„ Mandy“ ist der zweite Langfilm des italienisch-kanadischen Regisseurs Panos Cosmatos – und hat das Potential zum Kultfilm. Die einfache Geschichte eines Rachefeldzuges ist von Bildbedeutung getränkt und kitzelt des Zuschauers Nerven ins Unermessliche, vermag diesen Zustand jedoch nicht bis zum Ende durchzuhalten.
Es ist 1983, Mandy Bloom und Red Miller (Nicolas Cage) leben zurückgezogen in einem Wildnisidyll nahe der Shadow Mountains (Kalifornien). Während er tagsüber Bäume fällt liest sie Sci-Fi Romane hinter der Theke einer Tankstelle und fertigt mystisch-mythische Kitschbilder an, die an T-Shirts mit Aufdrucken von heulenden Wölfen erinnern. In ihrer Hütte genießt das Paar seine glückliche Zweisamkeit und erholt sich von angedeuteten Problemen ihrer individuellen Vergangenheiten. Doch das friedliche Leben der beiden soll nicht lange anhalten: eine Sekte – die Children of the New Dawn- lässt sich im selben Wald nieder und sieht in Mandy ein potentielles Opfer. Die Hippietruppe um den gescheiterten Musiker Jeremiah Sand hält einen Drogendeal mit einer Biker-Gang und ersucht zunächst erfolglos Mandy zu verführen. Doch sie lacht Jeremiah hämisch aus und büßt dafür mit dem Tod durch Verbrennen. Ihr Liebhaber Red muss diesem Grauen gezwungen beiwohnen, allerdings entfachen Mandys Flammen in ihm das kalte Feuer der Rache und Red sieht buchstäblich blutrot. Die zugegeben einfache Handlung liefert das Fundament für den schockierenden totalen Ausraster.

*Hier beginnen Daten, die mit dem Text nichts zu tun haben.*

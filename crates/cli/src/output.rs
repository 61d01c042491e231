//! Output formatting utilities

use chrono::{DateTime, Utc};
use clap::ValueEnum;
use colored::Colorize;
use serde::Serialize;
use tabled::{settings::Style, Table, Tabled};

/// Output format for CLI commands
#[derive(Debug, Clone, Copy, Default, PartialEq, Eq, ValueEnum)]
pub enum OutputFormat {
    /// Table format (default)
    #[default]
    Table,
    /// JSON format
    Json,
}

impl OutputFormat {
    /// Parse a format name from the config file
    pub fn from_name(name: &str) -> Option<Self> {
        <Self as ValueEnum>::from_str(name, true).ok()
    }
}

/// Print a table from a list of rows
pub fn print_table<T: Tabled>(rows: Vec<T>) {
    if rows.is_empty() {
        println!("{}", "No items found".yellow());
        return;
    }
    let table = Table::new(rows).with(Style::rounded()).to_string();
    println!("{}", table);
}

/// Print any value as pretty JSON
pub fn print_json<T: Serialize>(value: &T) -> anyhow::Result<()> {
    println!("{}", serde_json::to_string_pretty(value)?);
    Ok(())
}

/// Print an error message
pub fn print_error(message: &str) {
    eprintln!("{} {}", "✗".red().bold(), message);
}

/// Print a warning message
pub fn print_warning(message: &str) {
    println!("{} {}", "⚠".yellow().bold(), message);
}

/// Print an info message
pub fn print_info(message: &str) {
    println!("{} {}", "ℹ".blue().bold(), message);
}

pub fn format_percent(value: f64) -> String {
    format!("{:.1}%", value)
}

/// Red above the threshold, yellow within 10 points of it
pub fn color_percent(value: f64, threshold: f64) -> String {
    let formatted = format_percent(value);
    if value > threshold {
        formatted.red().to_string()
    } else if value > threshold - 10.0 {
        formatted.yellow().to_string()
    } else {
        formatted.green().to_string()
    }
}

/// Color status based on value
pub fn color_status(status: &str) -> String {
    match status.to_lowercase().as_str() {
        "healthy" | "succeeded" | "monitoring" => status.green().to_string(),
        "running" | "submitted" | "scaling" | "cooldown" | "starting" => {
            status.yellow().to_string()
        }
        "unhealthy" | "failed" | "halted" => status.red().to_string(),
        _ => status.to_string(),
    }
}

/// Format timestamp for display
pub fn format_timestamp(ts: &DateTime<Utc>) -> String {
    ts.format("%Y-%m-%d %H:%M:%S").to_string()
}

Wer bereits den ein oder anderen enttäuschen Rachefeldzug in Form des bewegten Bildes gesehen hat, sollte hier aufmerken. Denn „Mandy“ übertritt die in vielen der 116 Minuten sichtbare Linie zum Trash nicht.
Der Film ist eine Mischung von Action, Horror und Thriller und überzeugt mit einem gewohnt guten Soundtrack des leider verstorbenen Jóhann Jóhannsson.
Die friedvollen Anfangsszenen sowie der Schluss des Filmes wirken aufgrund der übersättigten Farben der Aufnahmen surreal. Farben und Licht sind generell wichtige Stilmittel in „Mandy“. Szenen, in denen Grausamkeit, Gewalt oder das Böse thematisiert werden, sind stets von einem satten Rot überleuchtet und entführen den Zuschauer in eine abgründige Dimension. In eingespielten Cartoonsequenzen wird der Realität schließlich vollkommen entsagt. Panos Cosmatos verbaut viele Symbole und Referenzen, übt noch etwas Religionskritik und weiß es geschickt, den angespannten Zuschauer mit einfachen Jokes auch noch vor lauter Absurdität zum Lachen zu bringen. Es finden sich nebenbei auch einige Tribute an vergangene Horrorfilme wieder: Die Biker-Gang erinnert an die Hellraiser-Trilogie, der absurde Kampf mit Kettensägen zwischen Red und einem Sektenmitglied könnte dem Tanz des Leatherface in „The Texas Chain Saw Massacre“ entstammen und ein Handlungsort des Filmes ist der Crystal Lake (Freitag der 13.)
Für den Film entscheidend ist letztlich ein haltloser Nicolas Cage, der für diese Rolle prädestiniert scheint. Sein einfaches Spiel eines mit Wut aufgepumpten Rächers, der nebenbei noch Zeit findet, seine individuelle Streitaxt zu schmieden, besteht überwiegend aus irrsinnig weit aufgerissenen Augen. Und für mehr bleibt in diesen vollgeladenen Bildsequenzen kein Raum.
Insgesamt liefert der Film damit genug Material um ein Meisterwerk zu schaffen, verfehlt jedoch dieses Ziel. Die so sorgfältig aufgestaute Wut und Anspannung verpufft im letzten Drittel des Films zusehends. Mit jedem Gegner den Red Miller niedermetzelt, scheint es für ihn lächerlich einfach zu werden, die Leben der Sektenmitglieder zu beenden. Insbesondere der Endboss wird seiner Position nicht gerecht. Da ist Nicolas Cage letzter Gesichtsausdruck, als er die Rachebühne verlässt und während der Autofahrt von seiner Mandy halluziniert, viel schockierender.